Figure 4: Total amount paid out in loans to higher education postgraduate borrowers in financial years 2013-14 to 2021-22 (£ million)

Amount paid out in postgrad loans increased year on year from £18.6 million in 2017-18 to £74.6 million in 2021-22.

The amount paid out in the form of postgraduate loans was £74.6 million, which was a £3.6 million increase on financial year 2020-21 (+ 5.0%).

Interest added to Income Contingent Loans

The interest charged on loans is dependent on the repayment plan type the loan falls under. In financial year 2021-22, there were three plans. Students who began their course prior to 1 September 2012 are on Repayment Plan 1, those who began their course on or after 1 September 2012 are on Repayment Plan 2 and students who have taken out postgraduate loans are on Repayment Plan 3. Borrowers can be ‘multi-plan’ should they have studied multiple courses.

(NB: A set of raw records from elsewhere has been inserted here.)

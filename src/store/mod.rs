// Entry storage: the data model and the transactional store interface

pub mod mem;
pub mod sql;

use anyhow::Result;
use async_trait::async_trait;
use serde::{Deserialize, Serialize};
use std::collections::BTreeMap;
use std::sync::Arc;
use tracing::info;

use crate::config::{StoreConfig, StoreKind};
use crate::dn::{Dn, Prefix};

/// Attribute map with lowercase keys. Values keep their insertion order.
///
/// Serialises as a plain JSON object of string arrays, which is the column
/// format of the relational backend.
#[derive(Debug, Clone, Default, PartialEq, Eq, Serialize, Deserialize)]
#[serde(transparent)]
pub struct Attributes(BTreeMap<String, Vec<String>>);

impl Attributes {
    pub fn new() -> Self {
        Self::default()
    }

    /// Values of `key` (case-insensitive); empty when absent.
    pub fn get(&self, key: &str) -> &[String] {
        self.0
            .get(&key.to_lowercase())
            .map(Vec::as_slice)
            .unwrap_or(&[])
    }

    pub fn contains(&self, key: &str) -> bool {
        self.0.contains_key(&key.to_lowercase())
    }

    /// Replace the values of `key`. An empty list removes the attribute.
    pub fn set(&mut self, key: &str, values: Vec<String>) {
        let key = key.to_lowercase();
        if values.is_empty() {
            self.0.remove(&key);
        } else {
            self.0.insert(key, values);
        }
    }

    pub fn remove(&mut self, key: &str) -> Option<Vec<String>> {
        self.0.remove(&key.to_lowercase())
    }

    pub fn iter(&self) -> impl Iterator<Item = (&String, &Vec<String>)> {
        self.0.iter()
    }

    pub fn keys(&self) -> impl Iterator<Item = &String> {
        self.0.keys()
    }

    pub fn len(&self) -> usize {
        self.0.len()
    }

    pub fn is_empty(&self) -> bool {
        self.0.is_empty()
    }
}

impl<K: AsRef<str>> FromIterator<(K, Vec<String>)> for Attributes {
    fn from_iter<T: IntoIterator<Item = (K, Vec<String>)>>(iter: T) -> Self {
        let mut attrs = Attributes::new();
        for (key, values) in iter {
            attrs.set(key.as_ref(), values);
        }
        attrs
    }
}

/// A directory entry. The leaf component of the DN is always mirrored into the attributes.
#[derive(Debug, Clone, PartialEq, Eq)]
pub struct Entry {
    pub dn: Dn,
    pub attributes: Attributes,
}

impl Entry {
    pub fn new(dn: Dn, mut attributes: Attributes) -> Self {
        if let Some(leaf) = dn.leaf() {
            attributes.set(&leaf.typ, vec![leaf.value.clone()]);
        }
        Self { dn, attributes }
    }

    pub fn get(&self, key: &str) -> &[String] {
        self.attributes.get(key)
    }
}

/// Read side of the store.
#[async_trait]
pub trait Store: Send + Sync {
    /// All entries at or below `prefix`; with `exact` only the entry at `prefix` itself.
    async fn list(&self, prefix: &Prefix, exact: bool) -> Result<Vec<Entry>>;

    /// Start a write transaction.
    async fn begin(&self) -> Result<Box<dyn Transaction>>;
}

/// A write transaction. Reads through the transaction see its own pending writes.
/// Dropping a transaction without committing discards it.
#[async_trait]
pub trait Transaction: Send {
    async fn get(&mut self, dn: &Dn) -> Result<Option<Entry>>;

    async fn list(&mut self, prefix: &Prefix, exact: bool) -> Result<Vec<Entry>>;

    /// Insert or replace an entry.
    async fn store(&mut self, entry: Entry) -> Result<()>;

    async fn delete(&mut self, dn: &Dn) -> Result<()>;

    async fn commit(self: Box<Self>) -> Result<()>;
}

/// Open the backend selected in the configuration.
pub async fn open_store(config: &StoreConfig) -> Result<Arc<dyn Store>> {
    match config.kind {
        StoreKind::Mem => {
            info!("Using in-memory entry store");
            Ok(Arc::new(mem::MemStore::new()))
        }
        StoreKind::Sql => {
            let store = sql::SqlStore::connect(config).await?;
            info!("Using SQL entry store");
            Ok(Arc::new(store))
        }
    }
}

£178.0 million interest accrued on higher education loans in financial year 2021-22

Figure 5: Total amount of interest accrued on higher education loans in financial years 2013-14 to 2021-22 (£ million)

Aside from the fluctuation caused by MFDS in 2019-20, interest has increased year on year from £41.2 million in 2013-14 to  £178.0 million in 2021-22.

Despite a 15.5% increase in the closing balance for financial year 2020-21, the interest added to higher education loan accounts increased by just 3.9% in 2021-22 (+ £6.6 million), to £178.0 million. This can be attributed to lower interest rates charged in part of financial year 2021-22. Table 1

The Welsh Government monitors interest rates set by commercial banks using monthly data provided by the Bank of England. From July 2021, as the average commercial interest rate (or Prevailing Market Rate (PMR)) fell below the normal rate charged on these loans (normally ‘RPI (Retail Price Index) + 3% dependent on circumstance and income). So to not disadvantage borrowers, a temporary cap was put onto both Plan 2 and Plan 3 interest rates.

The PMR rate remained at below RPI + 3% (at varying rates) from 1 July 2021 until 28 February 2022. Please refer to the Additional information section for further detail.

The value of the accrued interest in 2021-22 equated to 2.9% of the previous financial year’s closing balance of £6.2 billion. This is a slightly lesser proportion than in the previous year, where the accrued interest equated to 3.2% of 2019-20’s closing balance, of £5.3 billion.

The greater increase between 2018-19 and 2019-20 was predominantly due to ‘More Frequent Data Share’- the more readily available data provided to SLC by HMRC. This meant that effectively, almost two years’ worth of customer PAYE repayments and resulting interest calculations (those processed by SLC in both FY 2018-19 and 2019-20) were included in the 2019-20 financial year. The time series normalised in financial year 2020-21, and since then only includes one financial year of interest calculations (just those processed by SLC in that financial year). Further detail can be found in the Additional information section.

Generally, for more information on interest rates and calculations, please refer to Income Contingent Student Loan repayment plans & interest rates and calculations.

The graph below indicates the amount of interest added by financial year, split by the three repayment plan types:

Figure 6: Total amount of interest accrued on higher education loans in financial years 2013-14 to 2021-22 by repayment plan (£ million)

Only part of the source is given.